[Source data]

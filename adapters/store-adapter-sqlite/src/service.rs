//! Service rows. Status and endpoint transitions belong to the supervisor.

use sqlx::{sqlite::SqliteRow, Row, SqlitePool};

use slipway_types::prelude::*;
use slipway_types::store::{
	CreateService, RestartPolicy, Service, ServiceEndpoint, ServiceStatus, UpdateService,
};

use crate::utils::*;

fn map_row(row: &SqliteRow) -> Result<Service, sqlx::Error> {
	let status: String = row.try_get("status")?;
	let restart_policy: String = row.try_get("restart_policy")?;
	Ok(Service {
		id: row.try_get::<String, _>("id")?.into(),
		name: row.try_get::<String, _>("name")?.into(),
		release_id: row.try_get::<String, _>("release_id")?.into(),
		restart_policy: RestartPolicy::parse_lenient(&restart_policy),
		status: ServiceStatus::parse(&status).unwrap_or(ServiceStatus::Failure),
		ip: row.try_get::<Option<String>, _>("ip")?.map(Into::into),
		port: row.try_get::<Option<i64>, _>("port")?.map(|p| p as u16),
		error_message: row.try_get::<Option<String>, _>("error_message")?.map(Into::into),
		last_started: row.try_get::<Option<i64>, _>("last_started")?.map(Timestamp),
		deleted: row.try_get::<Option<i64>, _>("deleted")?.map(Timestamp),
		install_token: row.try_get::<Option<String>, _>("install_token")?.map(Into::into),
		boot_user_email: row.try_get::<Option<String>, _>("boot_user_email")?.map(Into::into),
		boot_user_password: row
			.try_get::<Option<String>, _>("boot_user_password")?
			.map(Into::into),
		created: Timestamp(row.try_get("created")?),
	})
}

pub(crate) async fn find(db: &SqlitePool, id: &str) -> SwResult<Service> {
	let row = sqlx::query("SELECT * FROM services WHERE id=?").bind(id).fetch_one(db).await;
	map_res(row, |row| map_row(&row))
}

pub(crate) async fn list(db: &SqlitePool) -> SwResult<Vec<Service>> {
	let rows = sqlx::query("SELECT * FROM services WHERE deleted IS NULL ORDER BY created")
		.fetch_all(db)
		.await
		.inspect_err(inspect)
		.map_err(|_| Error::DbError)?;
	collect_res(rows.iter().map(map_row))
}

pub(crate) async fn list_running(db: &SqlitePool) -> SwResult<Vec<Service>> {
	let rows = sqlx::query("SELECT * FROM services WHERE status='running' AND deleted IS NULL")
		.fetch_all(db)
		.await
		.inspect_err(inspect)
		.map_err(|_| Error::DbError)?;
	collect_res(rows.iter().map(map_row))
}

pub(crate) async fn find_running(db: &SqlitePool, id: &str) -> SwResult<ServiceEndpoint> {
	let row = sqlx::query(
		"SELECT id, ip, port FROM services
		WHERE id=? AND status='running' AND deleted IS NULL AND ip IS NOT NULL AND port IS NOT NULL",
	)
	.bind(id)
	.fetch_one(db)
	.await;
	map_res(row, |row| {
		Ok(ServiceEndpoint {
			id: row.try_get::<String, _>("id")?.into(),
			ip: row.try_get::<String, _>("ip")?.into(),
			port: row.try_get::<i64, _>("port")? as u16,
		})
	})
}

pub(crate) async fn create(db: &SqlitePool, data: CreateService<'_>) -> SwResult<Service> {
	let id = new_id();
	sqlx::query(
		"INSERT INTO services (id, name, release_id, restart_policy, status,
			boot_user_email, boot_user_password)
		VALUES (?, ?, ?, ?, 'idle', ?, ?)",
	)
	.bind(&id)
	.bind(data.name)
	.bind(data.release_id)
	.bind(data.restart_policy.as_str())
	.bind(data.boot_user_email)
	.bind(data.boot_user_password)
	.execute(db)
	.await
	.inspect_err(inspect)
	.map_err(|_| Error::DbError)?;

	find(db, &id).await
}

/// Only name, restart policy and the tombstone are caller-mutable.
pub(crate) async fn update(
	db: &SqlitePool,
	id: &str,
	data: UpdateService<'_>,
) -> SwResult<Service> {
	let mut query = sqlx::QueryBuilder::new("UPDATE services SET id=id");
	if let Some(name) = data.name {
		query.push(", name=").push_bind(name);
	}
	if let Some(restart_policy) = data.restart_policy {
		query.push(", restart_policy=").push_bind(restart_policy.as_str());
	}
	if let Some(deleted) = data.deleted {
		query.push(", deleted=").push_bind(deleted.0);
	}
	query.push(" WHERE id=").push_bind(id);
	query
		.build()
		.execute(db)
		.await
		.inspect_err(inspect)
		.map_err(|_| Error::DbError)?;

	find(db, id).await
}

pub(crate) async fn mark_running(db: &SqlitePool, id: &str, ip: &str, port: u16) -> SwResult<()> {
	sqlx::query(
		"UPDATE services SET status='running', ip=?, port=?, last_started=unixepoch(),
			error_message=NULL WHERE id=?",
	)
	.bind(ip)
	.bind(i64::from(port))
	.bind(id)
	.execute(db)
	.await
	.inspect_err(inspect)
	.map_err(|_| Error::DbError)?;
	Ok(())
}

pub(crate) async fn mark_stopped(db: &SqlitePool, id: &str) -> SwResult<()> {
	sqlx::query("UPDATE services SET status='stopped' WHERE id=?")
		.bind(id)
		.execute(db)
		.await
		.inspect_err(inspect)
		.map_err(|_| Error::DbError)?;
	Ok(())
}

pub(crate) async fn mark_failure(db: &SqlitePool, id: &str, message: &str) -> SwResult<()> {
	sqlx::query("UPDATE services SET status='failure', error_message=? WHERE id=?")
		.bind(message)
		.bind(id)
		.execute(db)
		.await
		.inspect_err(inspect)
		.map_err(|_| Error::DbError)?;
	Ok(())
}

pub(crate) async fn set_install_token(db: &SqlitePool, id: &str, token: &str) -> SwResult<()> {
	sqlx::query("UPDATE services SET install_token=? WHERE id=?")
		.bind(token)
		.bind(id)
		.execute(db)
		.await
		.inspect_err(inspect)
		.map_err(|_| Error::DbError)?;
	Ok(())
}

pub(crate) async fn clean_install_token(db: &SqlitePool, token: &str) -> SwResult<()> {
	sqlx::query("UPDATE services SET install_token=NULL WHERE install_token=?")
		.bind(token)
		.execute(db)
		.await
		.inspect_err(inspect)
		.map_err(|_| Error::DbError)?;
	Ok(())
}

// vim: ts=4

[/Source data]

What to do:
Give only the number of lines in the records that include the word "String".

Solution to the problem:
12